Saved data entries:
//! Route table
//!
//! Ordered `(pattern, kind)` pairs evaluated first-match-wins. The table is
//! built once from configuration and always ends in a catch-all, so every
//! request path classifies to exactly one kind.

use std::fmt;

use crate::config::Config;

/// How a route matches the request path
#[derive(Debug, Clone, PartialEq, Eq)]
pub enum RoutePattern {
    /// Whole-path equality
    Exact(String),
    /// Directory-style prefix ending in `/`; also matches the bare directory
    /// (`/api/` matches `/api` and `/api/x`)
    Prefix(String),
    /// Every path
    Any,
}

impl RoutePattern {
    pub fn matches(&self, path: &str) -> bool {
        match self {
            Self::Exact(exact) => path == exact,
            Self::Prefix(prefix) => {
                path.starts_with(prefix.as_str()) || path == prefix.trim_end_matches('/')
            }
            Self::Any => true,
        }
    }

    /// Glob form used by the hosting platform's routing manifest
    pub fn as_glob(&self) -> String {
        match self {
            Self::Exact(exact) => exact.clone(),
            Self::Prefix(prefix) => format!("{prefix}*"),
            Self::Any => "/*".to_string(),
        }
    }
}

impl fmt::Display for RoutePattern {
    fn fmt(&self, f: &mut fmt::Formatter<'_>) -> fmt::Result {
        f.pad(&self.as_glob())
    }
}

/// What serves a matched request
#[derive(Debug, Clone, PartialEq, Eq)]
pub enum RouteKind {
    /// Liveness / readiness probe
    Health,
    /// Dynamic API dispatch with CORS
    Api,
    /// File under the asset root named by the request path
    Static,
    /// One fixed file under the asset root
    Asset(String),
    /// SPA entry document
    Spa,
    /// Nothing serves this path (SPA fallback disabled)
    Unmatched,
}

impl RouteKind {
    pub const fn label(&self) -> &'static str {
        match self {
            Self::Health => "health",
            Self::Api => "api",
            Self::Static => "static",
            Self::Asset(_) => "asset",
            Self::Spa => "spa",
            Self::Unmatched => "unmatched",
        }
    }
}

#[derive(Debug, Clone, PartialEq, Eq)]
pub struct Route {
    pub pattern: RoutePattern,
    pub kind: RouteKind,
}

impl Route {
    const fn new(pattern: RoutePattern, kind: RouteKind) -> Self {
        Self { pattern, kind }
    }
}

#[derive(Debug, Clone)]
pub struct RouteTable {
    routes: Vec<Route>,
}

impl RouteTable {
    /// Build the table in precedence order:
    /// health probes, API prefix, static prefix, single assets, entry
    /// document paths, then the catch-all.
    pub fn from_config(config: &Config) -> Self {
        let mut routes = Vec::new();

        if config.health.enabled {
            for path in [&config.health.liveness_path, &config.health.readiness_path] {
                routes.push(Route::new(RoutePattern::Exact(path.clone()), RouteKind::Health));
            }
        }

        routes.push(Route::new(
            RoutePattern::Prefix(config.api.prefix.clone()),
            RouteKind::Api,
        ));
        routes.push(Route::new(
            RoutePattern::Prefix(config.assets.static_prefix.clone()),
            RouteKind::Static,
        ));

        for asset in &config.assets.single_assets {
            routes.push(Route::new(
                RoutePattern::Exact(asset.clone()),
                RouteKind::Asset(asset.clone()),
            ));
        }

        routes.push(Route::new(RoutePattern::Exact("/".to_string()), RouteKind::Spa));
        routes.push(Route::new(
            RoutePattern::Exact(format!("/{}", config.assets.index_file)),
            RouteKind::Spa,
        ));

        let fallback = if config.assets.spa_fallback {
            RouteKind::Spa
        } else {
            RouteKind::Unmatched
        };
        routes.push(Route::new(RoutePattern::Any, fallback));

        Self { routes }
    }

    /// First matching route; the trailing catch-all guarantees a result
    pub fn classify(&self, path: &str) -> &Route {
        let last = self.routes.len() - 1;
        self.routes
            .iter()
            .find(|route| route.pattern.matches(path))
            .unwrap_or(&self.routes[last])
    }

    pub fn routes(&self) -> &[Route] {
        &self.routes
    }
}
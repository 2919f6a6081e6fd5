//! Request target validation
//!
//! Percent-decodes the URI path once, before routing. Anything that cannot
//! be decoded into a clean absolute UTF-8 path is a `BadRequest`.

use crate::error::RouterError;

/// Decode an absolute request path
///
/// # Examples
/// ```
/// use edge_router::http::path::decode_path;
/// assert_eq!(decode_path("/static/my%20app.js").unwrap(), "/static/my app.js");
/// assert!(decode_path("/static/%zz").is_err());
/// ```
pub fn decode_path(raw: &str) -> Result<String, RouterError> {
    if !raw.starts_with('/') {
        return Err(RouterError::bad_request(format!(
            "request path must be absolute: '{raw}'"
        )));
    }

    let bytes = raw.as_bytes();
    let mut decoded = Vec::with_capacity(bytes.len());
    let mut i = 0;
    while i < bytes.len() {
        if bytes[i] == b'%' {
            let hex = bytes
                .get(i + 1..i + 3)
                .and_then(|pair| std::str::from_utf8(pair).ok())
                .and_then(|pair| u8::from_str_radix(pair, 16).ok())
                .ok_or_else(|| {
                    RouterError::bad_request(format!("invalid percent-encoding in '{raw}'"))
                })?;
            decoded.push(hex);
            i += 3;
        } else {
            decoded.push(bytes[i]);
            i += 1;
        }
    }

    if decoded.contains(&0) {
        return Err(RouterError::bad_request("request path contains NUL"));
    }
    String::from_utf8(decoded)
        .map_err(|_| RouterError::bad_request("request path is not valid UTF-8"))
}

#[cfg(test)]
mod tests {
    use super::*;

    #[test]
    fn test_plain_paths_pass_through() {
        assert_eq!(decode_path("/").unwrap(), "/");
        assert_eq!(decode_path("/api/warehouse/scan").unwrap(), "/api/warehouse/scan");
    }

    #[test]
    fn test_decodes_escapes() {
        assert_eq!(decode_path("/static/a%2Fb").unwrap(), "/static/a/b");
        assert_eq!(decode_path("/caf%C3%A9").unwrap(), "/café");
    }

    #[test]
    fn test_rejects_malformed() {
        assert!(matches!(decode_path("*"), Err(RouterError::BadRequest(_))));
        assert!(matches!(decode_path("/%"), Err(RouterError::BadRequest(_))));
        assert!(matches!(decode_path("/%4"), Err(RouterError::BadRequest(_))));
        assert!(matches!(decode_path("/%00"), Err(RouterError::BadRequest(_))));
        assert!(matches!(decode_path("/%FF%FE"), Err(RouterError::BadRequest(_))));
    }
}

* [Problem requirements] Retype the records that precede this task, keeping them exactly the same.

* [Solved problem]
//! Route table
//!
//! Ordered `(pattern, kind)` pairs evaluated first-match-wins. The table is
//! built once from configuration and always ends in a catch-all, so every
//! request path classifies to exactly one kind.

use std::fmt;

use crate::config::Config;

/// How a route matches the request path
#[derive(Debug, Clone, PartialEq, Eq)]
pub enum RoutePattern {
    /// Whole-path equality
    Exact(String),
    /// Directory-style prefix ending in `/`; also matches the bare directory
    /// (`/api/` matches `/api` and `/api/x`)
    Prefix(String),
    /// Every path
    Any,
}

impl RoutePattern {
    pub fn matches(&self, path: &str) -> bool {
        match self {
            Self::Exact(exact) => path == exact,
            Self::Prefix(prefix) => {
                path.starts_with(prefix.as_str()) || path == prefix.trim_end_matches('/')
            }
            Self::Any => true,
        }
    }

    /// Glob form used by the hosting platform's routing manifest
    pub fn as_glob(&self) -> String {
        match self {
            Self::Exact(exact) => exact.clone(),
            Self::Prefix(prefix) => format!("{prefix}*"),
            Self::Any => "/*".to_string(),
        }
    }
}

impl fmt::Display for RoutePattern {
    fn fmt(&self, f: &mut fmt::Formatter<'_>) -> fmt::Result {
        f.pad(&self.as_glob())
    }
}

/// What serves a matched request
#[derive(Debug, Clone, PartialEq, Eq)]
pub enum RouteKind {
    /// Liveness / readiness probe
    Health,
    /// Dynamic API dispatch with CORS
    Api,
    /// File under the asset root named by the request path
    Static,
    /// One fixed file under the asset root
    Asset(String),
    /// SPA entry document
    Spa,
    /// Nothing serves this path (SPA fallback disabled)
    Unmatched,
}

impl RouteKind {
    pub const fn label(&self) -> &'static str {
        match self {
            Self::Health => "health",
            Self::Api => "api",
            Self::Static => "static",
            Self::Asset(_) => "asset",
            Self::Spa => "spa",
            Self::Unmatched => "unmatched",
        }
    }
}

#[derive(Debug, Clone, PartialEq, Eq)]
pub struct Route {
    pub pattern: RoutePattern,
    pub kind: RouteKind,
}

impl Route {
    const fn new(pattern: RoutePattern, kind: RouteKind) -> Self {
        Self { pattern, kind }
    }
}

#[derive(Debug, Clone)]
pub struct RouteTable {
    routes: Vec<Route>,
}

impl RouteTable {
    /// Build the table in precedence order:
    /// health probes, API prefix, static prefix, single assets, entry
    /// document paths, then the catch-all.
    pub fn from_config(config: &Config) -> Self {
        let mut routes = Vec::new();

        if config.health.enabled {
            for path in [&config.health.liveness_path, &config.health.readiness_path] {
                routes.push(Route::new(RoutePattern::Exact(path.clone()), RouteKind::Health));
            }
        }

        routes.push(Route::new(
            RoutePattern::Prefix(config.api.prefix.clone()),
            RouteKind::Api,
        ));
        routes.push(Route::new(
            RoutePattern::Prefix(config.assets.static_prefix.clone()),
            RouteKind::Static,
        ));

        for asset in &config.assets.single_assets {
            routes.push(Route::new(
                RoutePattern::Exact(asset.clone()),
                RouteKind::Asset(asset.clone()),
            ));
        }

        routes.push(Route::new(RoutePattern::Exact("/".to_string()), RouteKind::Spa));
        routes.push(Route::new(
            RoutePattern::Exact(format!("/{}", config.assets.index_file)),
            RouteKind::Spa,
        ));

        let fallback = if config.assets.spa_fallback {
            RouteKind::Spa
        } else {
            RouteKind::Unmatched
        };
        routes.push(Route::new(RoutePattern::Any, fallback));

        Self { routes }
    }

    /// First matching route; the trailing catch-all guarantees a result
    pub fn classify(&self, path: &str) -> &Route {
        let last = self.routes.len() - 1;
        self.routes
            .iter()
            .find(|route| route.pattern.matches(path))
            .unwrap_or(&self.routes[last])
    }

    pub fn routes(&self) -> &[Route] {
        &self.routes
    }
}
repository 2919f6a6081e6fd5
//! Request target validation
//!
//! Percent-decodes the URI path once, before routing. Anything that cannot
//! be decoded into a clean absolute UTF-8 path is a `BadRequest`.

use crate::error::RouterError;

/// Decode an absolute request path
///
/// # Examples
/// ```
/// use edge_router::http::path::decode_path;
/// assert_eq!(decode_path("/static/my%20app.js").unwrap(), "/static/my app.js");
/// assert!(decode_path("/static/%zz").is_err());
/// ```
pub fn decode_path(raw: &str) -> Result<String, RouterError> {
    if !raw.starts_with('/') {
        return Err(RouterError::bad_request(format!(
            "request path must be absolute: '{raw}'"
        )));
    }

    let bytes = raw.as_bytes();
    let mut decoded = Vec::with_capacity(bytes.len());
    let mut i = 0;
    while i < bytes.len() {
        if bytes[i] == b'%' {
            let hex = bytes
                .get(i + 1..i + 3)
                .and_then(|pair| std::str::from_utf8(pair).ok())
                .and_then(|pair| u8::from_str_radix(pair, 16).ok())
                .ok_or_else(|| {
                    RouterError::bad_request(format!("invalid percent-encoding in '{raw}'"))
                })?;
            decoded.push(hex);
            i += 3;
        } else {
            decoded.push(bytes[i]);
            i += 1;
        }
    }

    if decoded.contains(&0) {
        return Err(RouterError::bad_request("request path contains NUL"));
    }
    String::from_utf8(decoded)
        .map_err(|_| RouterError::bad_request("request path is not valid UTF-8"))
}

#[cfg(test)]
mod tests {
    use super::*;

    #[test]
    fn test_plain_paths_pass_through() {
        assert_eq!(decode_path("/").unwrap(), "/");
        assert_eq!(decode_path("/api/warehouse/scan").unwrap(), "/api/warehouse/scan");
    }

    #[test]
    fn test_decodes_escapes() {
        assert_eq!(decode_path("/static/a%2Fb").unwrap(), "/static/a/b");
        assert_eq!(decode_path("/caf%C3%A9").unwrap(), "/café");
    }

    #[test]
    fn test_rejects_malformed() {
        assert!(matches!(decode_path("*"), Err(RouterError::BadRequest(_))));
        assert!(matches!(decode_path("/%"), Err(RouterError::BadRequest(_))));
        assert!(matches!(decode_path("/%4"), Err(RouterError::BadRequest(_))));
        assert!(matches!(decode_path("/%00"), Err(RouterError::BadRequest(_))));
        assert!(matches!(decode_path("/%FF%FE"), Err(RouterError::BadRequest(_))));
    }
}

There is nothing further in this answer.